Multi-omics-Based Construction of ncRNA-Gene-Metabolite Networks Provides New Insights Into Metabolic Regulation Under Salt Stress in Rice.

Rice (Oryza sativa L.), one of the most vital staple crops globally, suffers severe yield losses due to metabolic dysregulation under salt stress. However, the systemic mechanisms by which non-coding RNAs (ncRNAs) coordinately regulate metabolic reprogramming remain elusive, and the genotype-specific regulatory networks in salt-tolerant cultivars are poorly characterized. To address this, we performed metabolomic analysis using ultra-high-performance liquid chromatography-tandem mass spectrometry (UPLC-MS/MS) across different rice varieties under salt stress, identifying 327 metabolites, with the most notable fluctuations observed in lipids, polyamines, and phenolamides. The salt-tolerant variety Pokkali exhibited 51.96% and 31.37% fewer differentially accumulated metabolites (DAMs) in the shoots and roots respectively, compared to the salt-sensitive variety Nipponbare (NIP), which explains its superior salt-tolerant phenotype from a metabolic homeostasis perspective.
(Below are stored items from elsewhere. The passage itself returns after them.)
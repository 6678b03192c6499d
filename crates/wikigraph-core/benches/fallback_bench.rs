//! # Fallback Benchmarks
//!
//! Cost of the pure fallback computations on synthetic row sets.
//!
//! Run with: `cargo bench -p wikigraph-core`

use criterion::{BenchmarkId, Criterion, criterion_group, criterion_main};
use std::hint::black_box;
use wikigraph_core::fallback::{
    DegreeRow, MembershipRow, NeighborhoodRow, community_labels, degree_centrality,
    jaccard_similar,
};

/// Degree rows with a skewed, repeating degree pattern.
fn degree_rows(size: usize) -> Vec<DegreeRow> {
    (0..size)
        .map(|i| DegreeRow {
            article_id: Some(format!("Q{i}")),
            article_title: None,
            degree: (i % 97) as i64,
        })
        .collect()
}

/// One source with 50 neighbours and `size` overlapping candidates.
fn neighborhood_rows(size: usize) -> Vec<NeighborhoodRow> {
    let source: Vec<i64> = (0..50).collect();
    (0..size)
        .map(|i| {
            let offset = (i % 60) as i64;
            NeighborhoodRow {
                source_neighbors: source.clone(),
                article_id: Some(format!("C{i}")),
                article_title: None,
                candidate_neighbors: (offset..offset + 40).collect(),
            }
        })
        .collect()
}

fn membership_rows(size: usize) -> Vec<MembershipRow> {
    (0..size)
        .map(|i| MembershipRow {
            community_id: i as i64,
            size: (i % 13) as i64,
            density: (i % 2 == 0).then_some(0.25),
        })
        .collect()
}

// =============================================================================
// BENCHMARKS
// =============================================================================

fn bench_degree_centrality(c: &mut Criterion) {
    let mut group = c.benchmark_group("degree_centrality");

    for size in [1_000, 10_000, 100_000].iter() {
        let rows = degree_rows(*size);
        group.bench_with_input(BenchmarkId::from_parameter(size), &rows, |b, rows| {
            b.iter(|| black_box(degree_centrality(rows.clone(), 10)));
        });
    }

    group.finish();
}

fn bench_jaccard(c: &mut Criterion) {
    let mut group = c.benchmark_group("jaccard_similar");

    for size in [100, 1_000, 5_000].iter() {
        let rows = neighborhood_rows(*size);
        group.bench_with_input(BenchmarkId::from_parameter(size), &rows, |b, rows| {
            b.iter(|| black_box(jaccard_similar(rows, 0.1, 10)));
        });
    }

    group.finish();
}

fn bench_community_labels(c: &mut Criterion) {
    let mut group = c.benchmark_group("community_labels");

    for size in [100, 1_000, 10_000].iter() {
        let rows = membership_rows(*size);
        group.bench_with_input(BenchmarkId::from_parameter(size), &rows, |b, rows| {
            b.iter(|| black_box(community_labels(rows.clone())));
        });
    }

    group.finish();
}

criterion_group!(
    benches,
    bench_degree_centrality,
    bench_jaccard,
    bench_community_labels
);
criterion_main!(benches);
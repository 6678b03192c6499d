//! # Query Module
//!
//! Parameterized Cypher as plain data.
//!
//! - A [`CypherQuery`] is query text plus a parameter map; building one never
//!   touches the network.
//! - Records coming back from the store are ordered JSON maps ([`Record`]);
//!   [`decode`] turns them into the typed results of [`crate::types`].
//! - Caller input is always bound as a parameter, never formatted into the
//!   text. The only interpolated values are validated integers (path depth).

use crate::primitives::MAX_RAW_QUERY_LENGTH;
use crate::types::WikiGraphError;
use serde::de::DeserializeOwned;
use serde::{Deserialize, Serialize};
use serde_json::Value;

/// One result row: column name → value, in `RETURN` order.
pub type Record = serde_json::Map<String, Value>;

/// Query parameters: name → value.
pub type Params = serde_json::Map<String, Value>;

/// A parameterized Cypher query.
#[derive(Debug, Clone, PartialEq, Serialize, Deserialize)]
pub struct CypherQuery {
    /// Cypher text with `$name` placeholders.
    pub text: String,
    /// Values bound to the placeholders.
    #[serde(default)]
    pub params: Params,
}

impl CypherQuery {
    /// Create a query with no parameters.
    #[must_use]
    pub fn new(text: impl Into<String>) -> Self {
        Self {
            text: text.into(),
            params: Params::new(),
        }
    }

    /// Bind a parameter (builder style).
    #[must_use]
    pub fn param(mut self, name: &str, value: impl Into<Value>) -> Self {
        self.params.insert(name.to_string(), value.into());
        self
    }

    /// Wrap caller-supplied Cypher, checking only its size.
    ///
    /// Raw queries are the one escape hatch from the catalog; their text is
    /// passed through untouched.
    pub fn raw(text: impl Into<String>, params: Params) -> Result<Self, WikiGraphError> {
        let text = text.into();
        if text.trim().is_empty() {
            return Err(WikiGraphError::Validation(
                "query must not be empty".to_string(),
            ));
        }
        if text.len() > MAX_RAW_QUERY_LENGTH {
            return Err(WikiGraphError::Validation(format!(
                "query exceeds {MAX_RAW_QUERY_LENGTH} bytes"
            )));
        }
        Ok(Self { text, params })
    }

    /// Value of a bound parameter.
    #[must_use]
    pub fn get(&self, name: &str) -> Option<&Value> {
        self.params.get(name)
    }
}

// =============================================================================
// RECORD DECODING
// =============================================================================

/// Decode one record into a typed result.
pub fn decode<T: DeserializeOwned>(record: Record) -> Result<T, WikiGraphError> {
    serde_json::from_value(Value::Object(record))
        .map_err(|e| WikiGraphError::Decode(e.to_string()))
}

/// Decode every record, failing on the first mismatch.
pub fn decode_all<T: DeserializeOwned>(records: Vec<Record>) -> Result<Vec<T>, WikiGraphError> {
    records.into_iter().map(decode).collect()
}

/// Decode the first record, if any.
pub fn decode_first<T: DeserializeOwned>(
    records: Vec<Record>,
) -> Result<Option<T>, WikiGraphError> {
    records.into_iter().next().map(decode).transpose()
}

/// Read an integer column, treating null or absent as zero.
pub fn int_column(record: &Record, column: &str) -> Result<i64, WikiGraphError> {
    match record.get(column) {
        None | Some(Value::Null) => Ok(0),
        Some(value) => value.as_i64().ok_or_else(|| {
            WikiGraphError::Decode(format!("column '{column}' is not an integer: {value}"))
        }),
    }
}

// =============================================================================
// TESTS
// =============================================================================
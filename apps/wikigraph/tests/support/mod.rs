//! Scripted graph store for integration tests.
//!
//! Replies are chosen by substring rules over the query text. Every query is
//! recorded. The engine's projection catalog is simulated so projection
//! lifecycles can be asserted without a database.

#![allow(dead_code)]

use async_trait::async_trait;
use serde_json::{Value, json};
use std::collections::BTreeSet;
use std::sync::atomic::{AtomicBool, Ordering};
use std::sync::{Arc, Mutex};
use std::time::Duration;
use wikigraph::gateway::{GraphBackend, GraphGateway};
use wikigraph::service::GraphService;
use wikigraph_core::{CypherQuery, Record, WikiGraphError};

enum Reply {
    Rows(Vec<Record>),
    Fail(WikiGraphError),
}

struct Rule {
    needles: Vec<String>,
    reply: Reply,
}

impl Rule {
    fn matches(&self, text: &str) -> bool {
        self.needles.iter().all(|needle| text.contains(needle.as_str()))
    }
}

/// Build a record from a JSON object literal.
pub fn row(value: Value) -> Record {
    match value {
        Value::Object(map) => map,
        other => panic!("row must be a JSON object, got {other}"),
    }
}

pub struct ScriptedBackend {
    rules: Mutex<Vec<Rule>>,
    log: Mutex<Vec<CypherQuery>>,
    writes: Mutex<Vec<CypherQuery>>,
    reachable: AtomicBool,
    gds_installed: AtomicBool,
    malformed_projection: AtomicBool,
    catalog: Mutex<BTreeSet<String>>,
    projected: Mutex<Vec<String>>,
    node_count: i64,
}

impl Default for ScriptedBackend {
    fn default() -> Self {
        Self {
            rules: Mutex::new(Vec::new()),
            log: Mutex::new(Vec::new()),
            writes: Mutex::new(Vec::new()),
            reachable: AtomicBool::new(true),
            gds_installed: AtomicBool::new(true),
            malformed_projection: AtomicBool::new(false),
            catalog: Mutex::new(BTreeSet::new()),
            projected: Mutex::new(Vec::new()),
            node_count: 6,
        }
    }
}

impl ScriptedBackend {
    pub fn new() -> Arc<Self> {
        Arc::new(Self::default())
    }

    /// A store without the graph data science procedures.
    pub fn without_gds() -> Arc<Self> {
        let backend = Self::default();
        backend.gds_installed.store(false, Ordering::SeqCst);
        Arc::new(backend)
    }

    /// Answer queries containing every needle with `rows`.
    pub fn respond(&self, needles: &[&str], rows: Vec<Record>) {
        self.push(needles, Reply::Rows(rows));
    }

    /// Fail queries containing every needle with `error`.
    pub fn fail(&self, needles: &[&str], error: WikiGraphError) {
        self.push(needles, Reply::Fail(error));
    }

    fn push(&self, needles: &[&str], reply: Reply) {
        self.rules.lock().unwrap().push(Rule {
            needles: needles.iter().map(|n| (*n).to_string()).collect(),
            reply,
        });
    }

    /// Put a projection in the simulated catalog, as a crashed process would
    /// have left it.
    pub fn seed_projection(&self, name: &str) {
        self.catalog.lock().unwrap().insert(name.to_string());
    }

    /// Create projections but answer with a summary row of the wrong shape.
    pub fn malformed_projection_rows(&self) {
        self.malformed_projection.store(true, Ordering::SeqCst);
    }

    /// Targets of every drop issued, in order.
    pub fn dropped_names(&self) -> Vec<String> {
        self.queries()
            .iter()
            .filter(|q| q.text.contains("gds.graph.drop"))
            .map(Self::graph_name)
            .collect()
    }

    pub fn set_reachable(&self, reachable: bool) {
        self.reachable.store(reachable, Ordering::SeqCst);
    }

    /// Every query seen so far, reads and writes, in order.
    pub fn queries(&self) -> Vec<CypherQuery> {
        self.log.lock().unwrap().clone()
    }

    pub fn writes(&self) -> Vec<CypherQuery> {
        self.writes.lock().unwrap().clone()
    }

    pub fn count_matching(&self, needle: &str) -> usize {
        self.queries()
            .iter()
            .filter(|q| q.text.contains(needle))
            .count()
    }

    /// Projections currently held by the simulated catalog.
    pub fn live_projections(&self) -> BTreeSet<String> {
        self.catalog.lock().unwrap().clone()
    }

    /// Every projection name ever created, in order.
    pub fn projected_names(&self) -> Vec<String> {
        self.projected.lock().unwrap().clone()
    }

    fn graph_name(query: &CypherQuery) -> String {
        query
            .get("graph_name")
            .and_then(Value::as_str)
            .unwrap_or_default()
            .to_string()
    }

    fn answer(&self, query: &CypherQuery) -> Result<Vec<Record>, WikiGraphError> {
        self.log.lock().unwrap().push(query.clone());

        if !self.reachable.load(Ordering::SeqCst) {
            return Err(WikiGraphError::Connection("connection refused".into()));
        }
        let text = query.text.as_str();
        if text.contains("gds.") && !self.gds_installed.load(Ordering::SeqCst) {
            return Err(WikiGraphError::Query(
                "There is no procedure with the name `gds.graph.project` registered".into(),
            ));
        }

        if let Some(rule) = self.rules.lock().unwrap().iter().find(|r| r.matches(text)) {
            if let Reply::Fail(error) = &rule.reply {
                return Err(error.clone());
            }
        }

        if text.contains("gds.graph.drop") {
            self.catalog.lock().unwrap().remove(&Self::graph_name(query));
            return Ok(Vec::new());
        }
        if text.contains("gds.graph.list") {
            let catalog = self.catalog.lock().unwrap();
            return Ok(catalog
                .iter()
                .map(|name| row(json!({"graphName": name})))
                .collect());
        }
        if text.contains("gds.graph.project") {
            let name = Self::graph_name(query);
            self.catalog.lock().unwrap().insert(name.clone());
            self.projected.lock().unwrap().push(name.clone());
            if self.malformed_projection.load(Ordering::SeqCst) {
                return Ok(vec![row(json!({
                    "graphName": name,
                    "nodeCount": 6.5,
                    "relationshipCount": 8,
                }))]);
            }
            return Ok(vec![row(json!({
                "graphName": name,
                "nodeCount": self.node_count,
                "relationshipCount": 8,
            }))]);
        }

        let rules = self.rules.lock().unwrap();
        Ok(match rules.iter().find(|r| r.matches(text)) {
            Some(Rule {
                reply: Reply::Rows(rows),
                ..
            }) => rows.clone(),
            _ => Vec::new(),
        })
    }
}

#[async_trait]
impl GraphBackend for ScriptedBackend {
    async fn run_read(&self, query: &CypherQuery) -> Result<Vec<Record>, WikiGraphError> {
        tokio::task::yield_now().await;
        self.answer(query)
    }

    async fn run_write(&self, query: &CypherQuery) -> Result<Vec<Record>, WikiGraphError> {
        self.writes.lock().unwrap().push(query.clone());
        self.answer(query)
    }
}

pub fn gateway(backend: &Arc<ScriptedBackend>) -> Arc<GraphGateway> {
    let dyn_backend: Arc<dyn GraphBackend> = backend.clone();
    Arc::new(GraphGateway::new(dyn_backend, Duration::from_millis(500)))
}

pub fn service(backend: &Arc<ScriptedBackend>) -> GraphService {
    GraphService::new(gateway(backend), true)
}
//! # API Request/Response Types
//!
//! JSON bodies of the HTTP API that are not already core result types.
//! Algorithm requests deserialize straight into the core parameter structs.

use crate::service::{DatabaseState, Health, HealthStatus};
use serde::{Deserialize, Serialize};
use wikigraph_core::primitives::{
    DEFAULT_PATH_DEPTH, DEFAULT_RECOMMENDATION_LIMIT, DEFAULT_SEARCH_LIMIT, DEFAULT_TOP_N,
};
use wikigraph_core::{Params, Record, RecommendedArticle, Strategy};

// =============================================================================
// ROOT / HEALTH
// =============================================================================

#[derive(Debug, Clone, Serialize, Deserialize)]
pub struct RootResponse {
    pub message: String,
    pub version: String,
}

impl Default for RootResponse {
    fn default() -> Self {
        Self {
            message: "WikiGraph API".to_string(),
            version: env!("CARGO_PKG_VERSION").to_string(),
        }
    }
}

#[derive(Debug, Clone, Serialize, Deserialize)]
pub struct HealthResponse {
    pub status: HealthStatus,
    pub database: DatabaseState,
    pub version: String,
}

impl From<Health> for HealthResponse {
    fn from(health: Health) -> Self {
        Self {
            status: health.status,
            database: health.database,
            version: env!("CARGO_PKG_VERSION").to_string(),
        }
    }
}

// =============================================================================
// ERRORS
// =============================================================================

#[derive(Debug, Clone, Serialize, Deserialize)]
pub struct ErrorResponse {
    pub error: String,
    pub message: String,
    pub detail: Option<String>,
}

// =============================================================================
// RAW QUERY
// =============================================================================

/// A parameterized Cypher statement.
#[derive(Debug, Clone, Serialize, Deserialize)]
pub struct QueryRequest {
    pub query: String,
    #[serde(default)]
    pub parameters: Params,
}

#[derive(Debug, Clone, Serialize, Deserialize)]
pub struct QueryResponse {
    pub data: Vec<Record>,
    pub count: usize,
}

impl From<Vec<Record>> for QueryResponse {
    fn from(data: Vec<Record>) -> Self {
        Self {
            count: data.len(),
            data,
        }
    }
}

// =============================================================================
// LOOKUP
// =============================================================================

#[derive(Debug, Clone, Serialize, Deserialize)]
pub struct SearchRequest {
    pub search_term: String,
    #[serde(default = "default_search_limit")]
    pub limit: usize,
}

fn default_search_limit() -> usize {
    DEFAULT_SEARCH_LIMIT
}

/// `?direction=incoming|outgoing|both`, parsed by the handler so a bad
/// value gets the standard error body.
#[derive(Debug, Clone, Default, Serialize, Deserialize)]
pub struct RelationshipsQuery {
    pub direction: Option<String>,
}

// =============================================================================
// ADVANCED QUERIES
// =============================================================================

#[derive(Debug, Clone, Serialize, Deserialize)]
pub struct PathRequest {
    pub source_id: i64,
    pub target_id: i64,
    #[serde(default = "default_path_depth")]
    pub max_depth: u32,
}

fn default_path_depth() -> u32 {
    DEFAULT_PATH_DEPTH
}

#[derive(Debug, Clone, Serialize, Deserialize)]
pub struct RecommendationRequest {
    pub article_id: i64,
    #[serde(default = "default_recommendation_limit")]
    pub limit: usize,
    #[serde(default = "default_strategy")]
    pub strategy: String,
}

fn default_recommendation_limit() -> usize {
    DEFAULT_RECOMMENDATION_LIMIT
}

fn default_strategy() -> String {
    Strategy::default().as_str().to_string()
}

#[derive(Debug, Clone, Serialize, Deserialize)]
pub struct RecommendationResponse {
    pub source_id: i64,
    pub recommendations: Vec<RecommendedArticle>,
    pub count: usize,
}

impl RecommendationResponse {
    #[must_use]
    pub fn new(source_id: i64, recommendations: Vec<RecommendedArticle>) -> Self {
        Self {
            source_id,
            count: recommendations.len(),
            recommendations,
        }
    }
}

#[derive(Debug, Clone, Serialize, Deserialize)]
pub struct AnalyticsQuery {
    #[serde(default = "default_top_n")]
    pub top_n: usize,
}

impl Default for AnalyticsQuery {
    fn default() -> Self {
        Self {
            top_n: DEFAULT_TOP_N,
        }
    }
}

fn default_top_n() -> usize {
    DEFAULT_TOP_N
}

#[derive(Debug, Clone, Serialize, Deserialize)]
pub struct SubgraphRequest {
    pub community_id: i64,
    #[serde(default)]
    pub include_cross_edges: bool,
}
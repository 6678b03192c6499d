//! # Graph Session Gateway
//!
//! The only component that talks to the graph store.
//!
//! - `execute_read` runs one query on a pooled session and materializes every
//!   record before returning.
//! - `execute_write` runs one query inside an explicit transaction, committed
//!   on success and rolled back on any failure. No automatic retry.
//! - `verify_connectivity` never errors; failures and timeouts read `false`.
//! - `close` releases the pool. It is idempotent, and every later call fails
//!   with [`WikiGraphError::Connection`].
//!
//! The store itself sits behind [`GraphBackend`]; [`bolt::BoltBackend`] is the
//! production implementer.

pub mod bolt;

use crate::config::Neo4jSettings;
use async_trait::async_trait;
use std::sync::Arc;
use std::time::Duration;
use tokio::sync::RwLock;
use wikigraph_core::catalog;
use wikigraph_core::{CypherQuery, Record, WikiGraphError};

/// A graph store reachable by parameterized Cypher.
#[async_trait]
pub trait GraphBackend: Send + Sync {
    /// Run a read query and collect every record.
    async fn run_read(&self, query: &CypherQuery) -> Result<Vec<Record>, WikiGraphError>;

    /// Run a query in a managed transaction and collect every record.
    async fn run_write(&self, query: &CypherQuery) -> Result<Vec<Record>, WikiGraphError>;

    /// Round-trip a trivial query.
    async fn ping(&self) -> Result<(), WikiGraphError> {
        self.run_read(&catalog::connectivity_probe()).await.map(|_| ())
    }

    /// Release pooled connections.
    async fn shutdown(&self) {}
}

// =============================================================================
// GATEWAY
// =============================================================================

/// Shared handle to the graph store, created once at startup.
pub struct GraphGateway {
    backend: RwLock<Option<Arc<dyn GraphBackend>>>,
    probe_timeout: Duration,
}

impl GraphGateway {
    /// Wrap an already-connected backend.
    #[must_use]
    pub fn new(backend: Arc<dyn GraphBackend>, probe_timeout: Duration) -> Self {
        Self {
            backend: RwLock::new(Some(backend)),
            probe_timeout,
        }
    }

    /// Open a Bolt connection pool.
    pub async fn connect(settings: &Neo4jSettings) -> Result<Self, WikiGraphError> {
        let backend = bolt::BoltBackend::connect(settings).await?;
        tracing::info!(
            uri = %settings.uri,
            max_connections = settings.max_connections,
            "Graph store pool created"
        );
        Ok(Self::new(Arc::new(backend), settings.connectivity_timeout()))
    }

    async fn backend(&self) -> Result<Arc<dyn GraphBackend>, WikiGraphError> {
        self.backend
            .read()
            .await
            .clone()
            .ok_or_else(|| WikiGraphError::Connection("graph gateway is closed".to_string()))
    }

    pub async fn execute_read(&self, query: &CypherQuery) -> Result<Vec<Record>, WikiGraphError> {
        let backend = self.backend().await?;
        let records = backend.run_read(query).await.inspect_err(|e| {
            tracing::debug!(error = %e, "Read query failed");
        })?;
        tracing::trace!(rows = records.len(), "Read query completed");
        Ok(records)
    }

    pub async fn execute_write(&self, query: &CypherQuery) -> Result<Vec<Record>, WikiGraphError> {
        let backend = self.backend().await?;
        let records = backend.run_write(query).await.inspect_err(|e| {
            tracing::debug!(error = %e, "Write transaction rolled back");
        })?;
        tracing::trace!(rows = records.len(), "Write transaction committed");
        Ok(records)
    }

    /// Whether the store answers within the probe timeout.
    pub async fn verify_connectivity(&self) -> bool {
        let Ok(backend) = self.backend().await else {
            return false;
        };
        match tokio::time::timeout(self.probe_timeout, backend.ping()).await {
            Ok(Ok(())) => true,
            Ok(Err(e)) => {
                tracing::warn!(error = %e, "Graph store connectivity check failed");
                false
            }
            Err(_) => {
                tracing::warn!(
                    timeout_ms = self.probe_timeout.as_millis() as u64,
                    "Graph store connectivity check timed out"
                );
                false
            }
        }
    }

    /// Release the pool. Later calls fail with a connection error.
    pub async fn close(&self) {
        let taken = self.backend.write().await.take();
        if let Some(backend) = taken {
            backend.shutdown().await;
            tracing::info!("Graph store pool closed");
        }
    }

    pub async fn is_closed(&self) -> bool {
        self.backend.read().await.is_none()
    }
}

// =============================================================================
// TESTS
// =============================================================================

#[cfg(test)]
#[allow(clippy::unwrap_used, clippy::panic)]
mod tests {
    use super::*;
    use std::sync::atomic::{AtomicUsize, Ordering};

    #[derive(Default)]
    struct CountingBackend {
        reads: AtomicUsize,
        writes: AtomicUsize,
        fail: bool,
        stall: bool,
    }

    #[async_trait]
    impl GraphBackend for CountingBackend {
        async fn run_read(&self, _query: &CypherQuery) -> Result<Vec<Record>, WikiGraphError> {
            self.reads.fetch_add(1, Ordering::SeqCst);
            if self.stall {
                tokio::time::sleep(Duration::from_secs(5)).await;
            }
            if self.fail {
                return Err(WikiGraphError::Query("boom".to_string()));
            }
            Ok(vec![Record::new()])
        }

        async fn run_write(&self, _query: &CypherQuery) -> Result<Vec<Record>, WikiGraphError> {
            self.writes.fetch_add(1, Ordering::SeqCst);
            Ok(Vec::new())
        }
    }

    fn gateway(backend: CountingBackend) -> (GraphGateway, Arc<CountingBackend>) {
        let backend = Arc::new(backend);
        let gateway = GraphGateway::new(backend.clone(), Duration::from_millis(50));
        (gateway, backend)
    }

    #[tokio::test]
    async fn reads_and_writes_reach_the_backend() {
        let (gateway, backend) = gateway(CountingBackend::default());
        let q = CypherQuery::new("RETURN 1");
        assert_eq!(gateway.execute_read(&q).await.unwrap().len(), 1);
        gateway.execute_write(&q).await.unwrap();
        assert_eq!(backend.reads.load(Ordering::SeqCst), 1);
        assert_eq!(backend.writes.load(Ordering::SeqCst), 1);
    }

    #[tokio::test]
    async fn engine_errors_pass_through() {
        let (gateway, _) = gateway(CountingBackend {
            fail: true,
            ..CountingBackend::default()
        });
        let err = gateway
            .execute_read(&CypherQuery::new("RETURN 1"))
            .await
            .unwrap_err();
        assert_eq!(err, WikiGraphError::Query("boom".to_string()));
    }

    #[tokio::test]
    async fn connectivity_swallows_failures() {
        let (gateway, _) = gateway(CountingBackend {
            fail: true,
            ..CountingBackend::default()
        });
        assert!(!gateway.verify_connectivity().await);
    }

    #[tokio::test]
    async fn connectivity_times_out() {
        let (gateway, _) = gateway(CountingBackend {
            stall: true,
            ..CountingBackend::default()
        });
        assert!(!gateway.verify_connectivity().await);
    }

    #[tokio::test]
    async fn close_is_idempotent_and_final() {
        let (gateway, _) = gateway(CountingBackend::default());
        assert!(gateway.verify_connectivity().await);

        gateway.close().await;
        gateway.close().await;
        assert!(gateway.is_closed().await);
        assert!(!gateway.verify_connectivity().await);

        let err = gateway
            .execute_read(&CypherQuery::new("RETURN 1"))
            .await
            .unwrap_err();
        assert!(matches!(err, WikiGraphError::Connection(_)));
    }
}
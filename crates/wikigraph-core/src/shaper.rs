//! # Result Shaper
//!
//! Last step before a result leaves the service: ranks, timings and the
//! fixed envelope every algorithm report carries (algorithm name, population
//! context, ordered results, `execution_time_ms`).

use crate::projection::AlgorithmKind;
use crate::types::{
    LouvainOutcome, LouvainReport, PageRankEntry, PageRankOutcome, PageRankReport,
    RecommendedArticle, ScoredArticle, SimilarArticle, SimilarityReport, SourceArticle,
};
use std::time::Duration;

/// Title reported when the similarity source does not exist.
pub const UNKNOWN_TITLE: &str = "Unknown";

/// Duration in fractional milliseconds.
#[must_use]
pub fn elapsed_ms(elapsed: Duration) -> f64 {
    elapsed.as_secs_f64() * 1000.0
}

/// Number results 1, 2, 3… in their current order.
#[must_use]
pub fn attach_ranks(articles: Vec<ScoredArticle>) -> Vec<PageRankEntry> {
    articles
        .into_iter()
        .enumerate()
        .map(|(index, article)| PageRankEntry {
            article_id: article.article_id,
            article_title: article.article_title,
            score: article.score,
            rank: index + 1,
        })
        .collect()
}

#[must_use]
pub fn pagerank_report(outcome: PageRankOutcome, elapsed: Duration) -> PageRankReport {
    PageRankReport {
        algorithm: AlgorithmKind::PageRank.display_name().to_string(),
        total_nodes: outcome.total_nodes,
        results: attach_ranks(outcome.articles),
        execution_time_ms: elapsed_ms(elapsed),
    }
}

#[must_use]
pub fn louvain_report(outcome: LouvainOutcome, elapsed: Duration) -> LouvainReport {
    LouvainReport {
        algorithm: AlgorithmKind::Louvain.display_name().to_string(),
        total_communities: outcome.communities.len(),
        modularity: outcome.modularity,
        communities: outcome.communities,
        execution_time_ms: elapsed_ms(elapsed),
    }
}

#[must_use]
pub fn similarity_report(
    source: SourceArticle,
    similar_articles: Vec<SimilarArticle>,
    elapsed: Duration,
) -> SimilarityReport {
    SimilarityReport {
        algorithm: AlgorithmKind::NodeSimilarity.display_name().to_string(),
        source_article_title: source
            .article_title
            .unwrap_or_else(|| UNKNOWN_TITLE.to_string()),
        source_article_id: source.article_id,
        count: similar_articles.len(),
        similar_articles,
        execution_time_ms: elapsed_ms(elapsed),
    }
}

/// The report for a source Article that does not exist: no results, zero
/// time, title `"Unknown"`.
#[must_use]
pub fn similarity_missing_source(article_id: &str) -> SimilarityReport {
    SimilarityReport {
        algorithm: AlgorithmKind::NodeSimilarity.display_name().to_string(),
        source_article_id: article_id.to_string(),
        source_article_title: UNKNOWN_TITLE.to_string(),
        similar_articles: Vec::new(),
        count: 0,
        execution_time_ms: 0.0,
    }
}

/// Drop the source Article and anything past `limit`.
#[must_use]
pub fn finalize_recommendations(
    source_id: i64,
    recommendations: Vec<RecommendedArticle>,
    limit: usize,
) -> Vec<RecommendedArticle> {
    recommendations
        .into_iter()
        .filter(|r| r.id != source_id)
        .take(limit)
        .collect()
}
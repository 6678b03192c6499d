//! # WikiGraph
//!
//! The application crate: Bolt gateway, algorithm orchestration, the
//! [`service::GraphService`] facade, and the HTTP and CLI surfaces over it.
//! All query text and all scoring live in `wikigraph-core`.

pub mod algorithms;
pub mod api;
pub mod cli;
pub mod config;
pub mod gateway;
pub mod service;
Transcriptome profiling revealed 18,597 differentially expressed genes (DEGs), with 70.8% showing genotype-specific expression patterns. Pokkali-specific DEGs were markedly enriched in salt-responsive pathways, including reactive nitrogen species scavenging and ion compartmentalization. By integrating long non-coding RNA (lncRNA) and microRNA (miRNA) sequencing data, we constructed a four-tiered regulatory network comprising 6,201 DEGs, 458 miRNAs, 970 DElncRNAs, and 177 metabolites. In the regulatory network, Osa-miR408-3p was identified as a negative regulator of Os03 g0709300 expression. Network analysis revealed that 21 polyamine and phenolamides biosynthesis-related genes were co-regulated by eight miRNAs, each forming a feedback loop with 2-11 lncRNAs. This study constructed a four-way cascade of "lncRNA-miRNA-mRNA-metabolite", and proposed a new concept of ncRNA-mediated "network regulation instead of single-gene effect".